[Recorded data]
┄┄┄┄┄┄

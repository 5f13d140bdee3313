//! Deployed apps
//!
//! Two on-disk layouts are supported under every apps root:
//!
//! - flat: `root/name@1.2.0/...`
//! - nested: `root/name/1.2.0/...`
//!
//! A version folder may also be named `latest`.

pub mod path;
pub mod store;
pub mod version;

use std::path::PathBuf;
use std::sync::Arc;

use serde::Serialize;

use crate::config::WorkerConfig;
use crate::routes::RouteMatcher;

pub use path::{classify, is_valid_upload_destination, PathInfo};
pub use store::{AppStore, DirEntry, DirInfo};
pub use version::{AppAddress, AppVersion, VersionResolver, VersionSpec, LATEST_TAG};

#[derive(Debug, Clone, Copy, PartialEq, Eq, PartialOrd, Ord, Hash, Serialize)]
#[serde(rename_all = "lowercase")]
pub enum Layout {
    Flat,
    Nested,
}

/// Who serves a resolved app.
#[derive(Debug, Clone, PartialEq, Eq)]
pub enum AppOwner {
    /// Declared by a plugin under its `apps`.
    Plugin(String),
    /// Deployed under an apps root and addressed by name.
    Deployed,
}

/// Target app of a request, handed to request and response hooks.
#[derive(Debug, Clone)]
pub struct AppInfo {
    pub name: String,
    pub owner: AppOwner,
    /// Absolute app version directory.
    pub dir: PathBuf,
    /// Absolute mount path, without trailing slash.
    pub base_path: String,
    pub config: Arc<WorkerConfig>,
    /// The app's `publicRoutes`, anchored at `base_path`.
    pub public_routes: Arc<RouteMatcher>,
}
//! A pooled worker and its bookkeeping.

use std::sync::atomic::{AtomicBool, AtomicU64, AtomicUsize, Ordering};
use std::sync::Arc;
use std::time::{Duration, Instant};

use async_trait::async_trait;
use parking_lot::Mutex;
use runway_worker::{WorkerError, WorkerRequest, WorkerResponse};
use tokio::sync::Notify;

use super::metrics::WorkerSnapshot;
use super::EvictionReason;
use crate::config::{WorkerConfig, WorkerKey};

/// The execution context behind a [`WorkerInstance`].
#[async_trait]
pub trait AppWorker: Send + Sync + 'static {
    fn id(&self) -> u64;

    async fn fetch(&self, request: WorkerRequest) -> Result<WorkerResponse, WorkerError>;

    /// Stop the worker. In-flight fetches fail with `Terminated`.
    async fn shutdown(&self);
}

/// A live worker bound to one [`WorkerKey`].
pub struct WorkerInstance {
    key: WorkerKey,
    config: Arc<WorkerConfig>,
    worker: Arc<dyn AppWorker>,
    created_at: Instant,
    last_used: Mutex<Instant>,
    request_count: AtomicU64,
    in_flight: AtomicUsize,
    idle: Notify,
    retired: AtomicBool,
}

impl WorkerInstance {
    pub(crate) fn new(key: WorkerKey, config: Arc<WorkerConfig>, worker: Arc<dyn AppWorker>) -> Self {
        let now = Instant::now();
        Self {
            key,
            config,
            worker,
            created_at: now,
            last_used: Mutex::new(now),
            request_count: AtomicU64::new(0),
            in_flight: AtomicUsize::new(0),
            idle: Notify::new(),
            retired: AtomicBool::new(false),
        }
    }

    pub fn id(&self) -> u64 {
        self.worker.id()
    }

    pub fn key(&self) -> &WorkerKey {
        &self.key
    }

    pub fn config(&self) -> &Arc<WorkerConfig> {
        &self.config
    }

    pub fn request_count(&self) -> u64 {
        self.request_count.load(Ordering::SeqCst)
    }

    pub fn in_flight(&self) -> usize {
        self.in_flight.load(Ordering::SeqCst)
    }

    pub fn created_at(&self) -> Instant {
        self.created_at
    }

    pub fn last_used(&self) -> Instant {
        *self.last_used.lock()
    }

    pub fn is_retired(&self) -> bool {
        self.retired.load(Ordering::SeqCst)
    }

    /// Register a request. `None` once the instance is retired.
    pub(crate) fn begin(&self) -> Option<InFlightGuard<'_>> {
        self.in_flight.fetch_add(1, Ordering::SeqCst);
        if self.is_retired() {
            self.finish();
            return None;
        }

        *self.last_used.lock() = Instant::now();
        let count = self.request_count.fetch_add(1, Ordering::SeqCst) + 1;
        Some(InFlightGuard {
            instance: self,
            count,
        })
    }

    fn finish(&self) {
        *self.last_used.lock() = Instant::now();
        if self.in_flight.fetch_sub(1, Ordering::SeqCst) == 1 {
            self.idle.notify_waiters();
        }
    }

    pub(crate) fn worker(&self) -> &Arc<dyn AppWorker> {
        &self.worker
    }

    /// Mark retired. Returns false when it already was.
    pub(crate) fn retire(&self) -> bool {
        !self.retired.swap(true, Ordering::SeqCst)
    }

    /// Why the instance should go, judged at `now`. Busy instances are
    /// never idle.
    pub(crate) fn expiry(&self, now: Instant) -> Option<EvictionReason> {
        if let Some(ttl) = self.config.ttl() {
            if now.duration_since(self.created_at) >= ttl {
                return Some(EvictionReason::Ttl);
            }
        }
        if self.request_count() >= self.config.max_requests {
            return Some(EvictionReason::MaxRequests);
        }
        if self.in_flight() == 0
            && now.duration_since(self.last_used()) >= self.config.idle_timeout()
        {
            return Some(EvictionReason::Idle);
        }
        None
    }

    /// Wait until no request is in flight, at most `limit`.
    pub(crate) async fn drain(&self, limit: Duration) -> bool {
        let wait = async {
            loop {
                let notified = self.idle.notified();
                if self.in_flight() == 0 {
                    return;
                }
                notified.await;
            }
        };
        tokio::time::timeout(limit, wait).await.is_ok()
    }

    pub(crate) fn snapshot(&self, now: Instant) -> WorkerSnapshot {
        WorkerSnapshot {
            id: self.id(),
            dir: self.key.dir.display().to_string(),
            request_count: self.request_count(),
            in_flight: self.in_flight(),
            age_ms: now.duration_since(self.created_at).as_millis() as u64,
            idle_ms: now.duration_since(self.last_used()).as_millis() as u64,
        }
    }
}

impl std::fmt::Debug for WorkerInstance {
    fn fmt(&self, f: &mut std::fmt::Formatter<'_>) -> std::fmt::Result {
        f.debug_struct("WorkerInstance")
            .field("id", &self.id())
            .field("dir", &self.key.dir)
            .field("request_count", &self.request_count())
            .field("in_flight", &self.in_flight())
            .field("retired", &self.is_retired())
            .finish()
    }
}

/// Keeps an instance marked busy for the lifetime of one request.
pub(crate) struct InFlightGuard<'a> {
    instance: &'a WorkerInstance,
    /// Position of this request in the instance's lifetime, starting at 1.
    pub count: u64,
}

impl Drop for InFlightGuard<'_> {
    fn drop(&mut self) {
        self.instance.finish();
    }
}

┄┄┄┄┄┄

## What the exercise asks
From the records above, retype only the lines starting at the line that contains "app version directory." and ending at the line that contains "fn id(&self) -> u64;", both included.

## Output for this task
    /// Absolute app version directory.
    pub dir: PathBuf,
    /// Absolute mount path, without trailing slash.
    pub base_path: String,
    pub config: Arc<WorkerConfig>,
    /// The app's `publicRoutes`, anchored at `base_path`.
    pub public_routes: Arc<RouteMatcher>,
}
//! A pooled worker and its bookkeeping.

use std::sync::atomic::{AtomicBool, AtomicU64, AtomicUsize, Ordering};
use std::sync::Arc;
use std::time::{Duration, Instant};

use async_trait::async_trait;
use parking_lot::Mutex;
use runway_worker::{WorkerError, WorkerRequest, WorkerResponse};
use tokio::sync::Notify;

use super::metrics::WorkerSnapshot;
use super::EvictionReason;
use crate::config::{WorkerConfig, WorkerKey};

/// The execution context behind a [`WorkerInstance`].
#[async_trait]
pub trait AppWorker: Send + Sync + 'static {
    fn id(&self) -> u64;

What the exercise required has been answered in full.